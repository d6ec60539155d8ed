//! Two-stage binarization.
//!
//! Intensities are first truncated at the threshold, then split at
//! `floor(threshold * 15 / 16)`: a pixel is foreground (255) when its
//! truncated value is strictly greater than the split point. The
//! truncation step keeps the result stable for pixels hovering right at
//! the threshold.

use image::GrayImage;
use imageproc::contrast::{ThresholdType, threshold};

/// Split point used by the second stage.
#[must_use]
pub const fn split_point(threshold: u8) -> u8 {
    // 15 * 255 / 16 fits in a u16 and the quotient fits back in a u8.
    #[allow(clippy::cast_possible_truncation)]
    let split = (threshold as u16 * 15 / 16) as u8;
    split
}

/// Binarize `image` at `level`.
#[must_use = "returns the binary mask"]
pub fn binarize(image: &GrayImage, level: u8) -> GrayImage {
    let truncated = threshold(image, level, ThresholdType::Truncate);
    threshold(&truncated, split_point(level), ThresholdType::Binary)
}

------------------------------

= DESCRIPTION OF THE TASK =
Show each line of the material that includes the word "ThresholdType".

= OUTPUT OF THE EXERCISE =
use imageproc::contrast::{ThresholdType, threshold};
    let truncated = threshold(image, level, ThresholdType::Truncate);
    threshold(&truncated, split_point(level), ThresholdType::Binary)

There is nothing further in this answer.